Lattice Boltzmann approach to rarefied gas flows using half-range Gauss-Hermite quadratures: Comparison to DSMC results based on ab initio potentials

TL;DR

This study employs a lattice Boltzmann method with half-range Gauss-Hermite quadratures to simulate rarefied gas flows and compares results with DSMC simulations for helium atoms across various temperatures, showing good agreement at higher rarefaction levels.

Contribution

The paper introduces a lattice Boltzmann approach with half-range Gauss-Hermite quadratures for rarefied gas flows, validated against DSMC results with ab initio potentials.

Findings

Good agreement with DSMC at large rarefaction parameters

Relative errors in shear stress do not exceed 2.5%

Method effectively captures wall-induced discontinuities

Abstract

In this paper, we employ the lattice Boltzmann method to solve the Boltzmann equation with the Shakhov model for the collision integral in the context of the 3D planar Couette flow.

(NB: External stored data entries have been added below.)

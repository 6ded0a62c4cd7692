//! Host callbacks loaded from a shared library
//!
//! A host written in C (or anything exporting C symbols) provides the two
//! delivery entry points:
//!
//! ```c
//! void callback(uint32_t id, void *engine, void *host, const void *buf, size_t len);
//! void validatorCallback(uint32_t id, void *engine, void *host, const void *buf, size_t len);
//! ```

use crate::events::ReplayEngine;
use anyhow::Result;
use libloading::Library;
use recovery_bridge::{BridgeError, HostCallback, HostPaths};
use std::path::Path;

/// Host entry points resolved from a loaded library
///
/// The library stays loaded for as long as this value lives, which keeps the
/// resolved function pointers valid.
pub struct HostLibrary {
    paths: HostPaths<ReplayEngine>,
    _library: Library,
}

impl HostLibrary {
    /// Load `path` and resolve both delivery entry points
    pub fn load(path: &Path, standard_symbol: &str, validation_symbol: &str) -> Result<Self> {
        log::info!("Loading host library: {:?}", path);

        // SAFETY: loading runs the library's initialisers; the library is
        // trusted configuration input.
        let library = unsafe { Library::new(path) }
            .map_err(|e| BridgeError::HostLibrary(format!("failed to load {:?}: {}", path, e)))?;

        let standard = resolve(&library, standard_symbol)?;
        let validation = resolve(&library, validation_symbol)?;

        log::debug!(
            "Resolved host entry points '{}' and '{}'",
            standard_symbol,
            validation_symbol
        );

        Ok(Self {
            paths: HostPaths::new(standard, validation),
            _library: library,
        })
    }

    pub fn paths(&self) -> HostPaths<ReplayEngine> {
        self.paths
    }
}

fn resolve(library: &Library, symbol: &str) -> Result<HostCallback<ReplayEngine>> {
    // SAFETY: the symbol is declared with the host callback signature; a
    // library exporting it with another signature breaks the host contract.
    let callback = unsafe { library.get::<HostCallback<ReplayEngine>>(symbol.as_bytes()) }
        .map_err(|e| BridgeError::HostLibrary(format!("missing symbol '{}': {}", symbol, e)))?;
    Ok(*callback)
}

#[cfg(test)]
mod tests {
    use super::*;

    #[test]
    fn test_missing_library_is_reported() {
        let result = HostLibrary::load(
            Path::new("/nonexistent/libhost-does-not-exist.so"),
            "callback",
            "validatorCallback",
        );
        let err = result.err().unwrap();
        assert!(err.to_string().contains("Host library error"));
    }
}
//! Configuration loading and parsing

use anyhow::{Context, Result};
use recovery_bridge::{EngineOptions, EventId};
use serde::{Deserialize, Serialize};
use std::fs;
use std::path::{Path, PathBuf};

/// Main application configuration (loaded from config.toml)
#[derive(Debug, Clone, Default, Deserialize, Serialize)]
pub struct AppConfig {
    #[serde(default)]
    pub engine: EngineOptions,
    #[serde(default)]
    pub host: HostConfig,
    #[serde(default)]
    pub output: OutputConfig,
}

#[derive(Debug, Clone, Deserialize, Serialize)]
pub struct HostConfig {
    /// Shared library exporting the two host entry points
    pub library: Option<PathBuf>,
    #[serde(default = "default_standard_symbol")]
    pub standard_symbol: String,
    #[serde(default = "default_validation_symbol")]
    pub validation_symbol: String,
    /// Event ids the built-in validation host treats as warnings
    #[serde(default = "default_warning_ids")]
    pub warning_ids: Vec<EventId>,
}

impl Default for HostConfig {
    fn default() -> Self {
        Self {
            library: None,
            standard_symbol: default_standard_symbol(),
            validation_symbol: default_validation_symbol(),
            warning_ids: default_warning_ids(),
        }
    }
}

fn default_standard_symbol() -> String {
    "callback".to_string()
}

fn default_validation_symbol() -> String {
    "validatorCallback".to_string()
}

fn default_warning_ids() -> Vec<EventId> {
    vec![1]
}

#[derive(Debug, Clone, Default, Deserialize, Serialize)]
pub struct OutputConfig {
    #[serde(default)]
    pub format: OutputFormat,
}

#[derive(Debug, Clone, Copy, Default, PartialEq, Eq, Deserialize, Serialize, clap::ValueEnum)]
#[serde(rename_all = "lowercase")]
pub enum OutputFormat {
    #[default]
    Txt,
    Json,
}

/// Load configuration from a TOML file
pub fn load_config(path: &Path) -> Result<AppConfig> {
    let content = fs::read_to_string(path)
        .with_context(|| format!("Failed to read config file: {:?}", path))?;

    let config: AppConfig = toml::from_str(&content)
        .with_context(|| format!("Failed to parse config file: {:?}", path))?;

    Ok(config)
}
//! Route a handful of events through both delivery paths and release a
//! session argument vector
//!
//! Usage: cargo run --example route_events

use recovery_bridge::{
    DeliveryMode, DispatchContext, EngineOptions, Event, RecordingHost, ValidationCollector,
};

#[derive(Debug, Default)]
struct DemoEngine {
    ticks: u32,
}

fn main() -> Result<(), Box<dyn std::error::Error>> {
    env_logger::Builder::from_env(env_logger::Env::default().default_filter_or("debug")).init();

    // Standard path: a recording host sees every event
    let mut recorder = RecordingHost::new();
    {
        let mut ctx = DispatchContext::for_host(DemoEngine::default(), &mut recorder, DeliveryMode::Standard);
        for tick in 0..3u32 {
            ctx.engine_mut().ticks += 1;
            let status = format!("progress {}%", (tick + 1) * 33);
            ctx.dispatch(Event::new(100 + tick, status.as_bytes()));
        }
        println!("engine ticks: {}", ctx.engine().ticks);
    }
    for record in recorder.records() {
        println!(
            "standard  id={:<4} {:?}",
            record.event_id,
            String::from_utf8_lossy(&record.payload)
        );
    }

    // Validation path: warnings become validation errors
    let mut collector = ValidationCollector::new([1]);
    {
        let mut ctx = DispatchContext::for_host(DemoEngine::default(), &mut collector, DeliveryMode::Validation);
        ctx.dispatch(Event::new(1, b"Hashfile 'demo.txt' on line 1 (xyz): Separator unmatched"));
        ctx.dispatch(Event::new(1, b"Device #1: falling back to pure kernel"));
    }
    println!("validation {:?}", collector.result());

    // Session argv: built, lent out, released on drop
    let options = EngineOptions::new("/usr/local/share/engine").with_executable_path("/usr/local/bin");
    let argv = options.session_argv(["-m", "1000", "hashes.txt"])?;
    println!("argv ({}): {:?}", argv.argc(), argv);

    Ok(())
}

The half-range Gauss-Hermite quadrature is used to account for the wall-induced discontinuity in the distribution function. The lattice Boltzmann simulation results are compared with direct simulation Monte Carlo (DSMC) results for ${}^3{\rm He}$ and ${}^4{\rm He}$ atoms interacting via ab initio potentials, at various values of the rarefaction parameter $\delta$, where the temperature of the plates varies from $1\ {\rm K}$ up to $3000\ {\rm K}$. Good agreement is observed between the results obtained using the Shakhov model and the DSMC data at large values of the rarefaction parameter. The agreement deteriorates as the rarefaction parameter is decreased, however we highlight that the relative errors in the non-diagonal component of the shear stress do not exceed $2.5\%$.